REGIS MARTINS
Estava eu pensando sobre o que escrever para os leitores do Palavreira, quando dia desses assisti a um filme baseado na vida do trumpetista Chet Baker (1929-1988), com o Ethan Hawke no papel principal. O título é muito bom – “Born to Be Blue” – nome de uma das canções mais famosas do jazzista, mas o longa em si não tem nada de excepcional. Apenas correto.
O fato é que Chet era um talento raro e, galã, foi considerado o James Dean do jazz. Tinha o mundo aos seus pés, porém, era um junkie inveterado e deixou um rastro de destruição por causa do vício.

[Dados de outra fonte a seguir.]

// ==========================================
// 装配车间生产跟踪系统 - 配置层错误类型
// ==========================================
// 工具: thiserror 派生宏
// ==========================================

use thiserror::Error;

/// 配置层错误类型
#[derive(Error, Debug)]
pub enum ConfigError {
    #[error("配置文件读写失败: {0}")]
    Io(#[from] std::io::Error),

    #[error("配置解析失败: {0}")]
    Parse(#[from] serde_json::Error),

    #[error("配置不存在: {0}")]
    NotFound(String),

    #[error("无效配置: {0}")]
    Invalid(String),

    #[error(transparent)]
    Other(#[from] anyhow::Error),
}

/// Result 类型别名
pub type ConfigResult<T> = Result<T, ConfigError>;
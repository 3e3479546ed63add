// ==========================================
// 日志系统初始化
// ==========================================
// 使用 tracing 和 tracing-subscriber
// 支持环境变量配置日志级别
// ==========================================

use tracing_subscriber::{fmt, EnvFilter};

fn env_filter() -> EnvFilter {
    // 从环境变量读取日志级别，默认为 info
    EnvFilter::try_from_default_env().unwrap_or_else(|_| EnvFilter::new("info"))
}

/// 初始化日志系统（人读格式）
///
/// # 环境变量
/// - RUST_LOG: 日志级别过滤器（默认: info）
///   例如: RUST_LOG=debug 或 RUST_LOG=assembly_flow=trace
///
/// # 示例
/// ```no_run
/// use assembly_flow::logging;
/// logging::init();
/// ```
pub fn init() {
    fmt()
        .with_env_filter(env_filter())
        .with_target(true)
        .with_thread_ids(false)
        .init();
}

/// 初始化日志系统（JSON 行格式，供采集侧消费）
pub fn init_json() {
    fmt()
        .json()
        .with_env_filter(env_filter())
        .with_current_span(true)
        .init();
}

/// 初始化测试环境的日志系统
///
/// 使用更详细的日志级别，便于调试
pub fn init_test() {
    let _ = fmt()
        .with_env_filter(EnvFilter::new("debug"))
        .with_test_writer()
        .try_init();
}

Todo mundo tenta ajudar o cara, mas é um caso perdido. Na verdade, o que me chama a atenção nisso tudo, e até me assusta, é o tipo de autoconsciência de certos viciados.

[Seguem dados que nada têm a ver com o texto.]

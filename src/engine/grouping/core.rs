use indexmap::IndexMap;
use tracing::{debug, instrument, warn};

use crate::domain::job_card::JobCard;
use crate::domain::types::{JobCardRole, JobCardStatus, QcStatus};

use super::view::{ChildPartProgress, OrderProductionView};

// ==========================================
// GroupingEngine - 生产分组引擎
// ==========================================
pub struct GroupingEngine {
    // 无状态引擎,不需要注入依赖
}

impl GroupingEngine {
    /// 构造函数
    pub fn new() -> Self {
        Self {}
    }

    // ==========================================
    // 核心方法
    // ==========================================

    /// 构建全部订单的进度视图
    ///
    /// 规则:
    /// 1) 按订单ID分组,保持工单首次出现顺序
    /// 2) 订单内: 非总装工单按子件ID再分组,组内按工序号升序
    /// 3) 总装工单按角色标记识别,至多一张(多张保留首张并告警)
    /// 4) 无工单的订单不产生视图
    #[instrument(skip(self, cards), fields(cards = cards.len()))]
    pub fn build_views(&self, cards: &[JobCard]) -> Vec<OrderProductionView> {
        let mut by_order: IndexMap<String, Vec<&JobCard>> = IndexMap::new();
        for card in cards {
            by_order.entry(card.order_id.clone()).or_default().push(card);
        }

        let views: Vec<OrderProductionView> = by_order
            .into_iter()
            .map(|(_, order_cards)| self.build_order_view(&order_cards))
            .collect();

        debug!(orders = views.len(), "进度视图构建完成");
        views
    }

    /// 构建单个订单的进度视图
    ///
    /// 工单列表中不含该订单时返回 None (而非空视图)
    pub fn order_view(&self, cards: &[JobCard], order_id: &str) -> Option<OrderProductionView> {
        let order_cards: Vec<&JobCard> =
            cards.iter().filter(|c| c.order_id == order_id).collect();
        if order_cards.is_empty() {
            return None;
        }
        Some(self.build_order_view(&order_cards))
    }

    // ==========================================
    // 派生查询
    // ==========================================

    /// 订单当前活动工序
    ///
    /// 按子件分组的迭代顺序扫描: 先找首个 IN_PROGRESS,
    /// 再找首个 READY;都没有时回退到总装工单
    /// (其状态为 IN_PROGRESS/READY 时),否则为空。
    /// 该顺序只是子件迭代顺序,不是全局优先级。
    pub fn current_active_step<'a>(
        &self,
        view: &'a OrderProductionView,
    ) -> Option<&'a JobCard> {
        for group in &view.child_parts {
            if let Some(card) = group
                .cards
                .iter()
                .find(|c| c.status == JobCardStatus::InProgress)
            {
                return Some(card);
            }
        }
        for group in &view.child_parts {
            if let Some(card) = group
                .cards
                .iter()
                .find(|c| c.status == JobCardStatus::Ready)
            {
                return Some(card);
            }
        }
        match &view.assembly_card {
            Some(card)
                if card.status == JobCardStatus::InProgress
                    || card.status == JobCardStatus::Ready =>
            {
                Some(card)
            }
            _ => None,
        }
    }

    // ==========================================
    // 内部构建
    // ==========================================

    fn build_order_view(&self, order_cards: &[&JobCard]) -> OrderProductionView {
        let first = order_cards[0];

        // 总装工单识别 + 子件分组
        let mut assembly_card: Option<JobCard> = None;
        let mut groups: IndexMap<Option<String>, Vec<JobCard>> = IndexMap::new();

        for card in order_cards {
            if card.role == JobCardRole::AssemblyStep {
                if assembly_card.is_some() {
                    warn!(
                        order_id = %card.order_id,
                        job_card_id = %card.job_card_id,
                        "订单存在多张总装工单,保留首张"
                    );
                } else {
                    assembly_card = Some((*card).clone());
                }
                continue;
            }
            groups
                .entry(card.child_part_id.clone())
                .or_default()
                .push((*card).clone());
        }

        let child_parts: Vec<ChildPartProgress> = groups
            .into_iter()
            .map(|(child_part_id, mut group_cards)| {
                group_cards.sort_by_key(|c| c.step_no);
                let completed_count = group_cards
                    .iter()
                    .filter(|c| c.status == JobCardStatus::Completed)
                    .count();
                let current = group_cards
                    .iter()
                    .find(|c| c.status == JobCardStatus::InProgress)
                    .or_else(|| {
                        group_cards
                            .iter()
                            .find(|c| c.status == JobCardStatus::Ready)
                    })
                    .cloned();
                ChildPartProgress {
                    child_part_id,
                    total_count: group_cards.len(),
                    completed_count,
                    current,
                    cards: group_cards,
                }
            })
            .collect();

        // 订单级步数统计: pending 吸收其余全部状态,三桶恒等于总数
        let total_steps = order_cards.len();
        let completed_steps = order_cards
            .iter()
            .filter(|c| c.status == JobCardStatus::Completed)
            .count();
        let in_progress_steps = order_cards
            .iter()
            .filter(|c| c.status == JobCardStatus::InProgress)
            .count();
        let pending_steps = total_steps - completed_steps - in_progress_steps;

        let qc_status = if total_steps > 0 && completed_steps == total_steps {
            QcStatus::Completed
        } else {
            QcStatus::Pending
        };

        OrderProductionView {
            order_id: first.order_id.clone(),
            order_no: first.order_no.clone(),
            customer_name: first.customer_name.clone(),
            product_name: first.product_name.clone(),
            child_parts,
            assembly_card,
            qc_status,
            total_steps,
            completed_steps,
            in_progress_steps,
            pending_steps,
        }
    }
}

impl Default for GroupingEngine {
    fn default() -> Self {
        Self::new()
    }
}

São pessoas carismáticas e inteligentes que, conhecendo bem sua natureza, sabem que não vão sobreviver sem a droga. E vão se autodestruindo lentamente, numa grande valsa do adeus.
No começo do filme, sua namorada quer saber o motivo de um cara como ele se tornar um viciado. “Problema com os pais?”, ela pergunta.
“Não, nada disso”, responde Chet/Hawke e emenda: “É porque eu gosto de ficar doidão”.
Bom, essa é basicamente a resposta para um grande enigma do universo. As pessoas se drogam/fumam/bebem/comem/apostam em excessos porque gostam. A compulsão é uma velha amiga nossa.
A questão é: qual o limite?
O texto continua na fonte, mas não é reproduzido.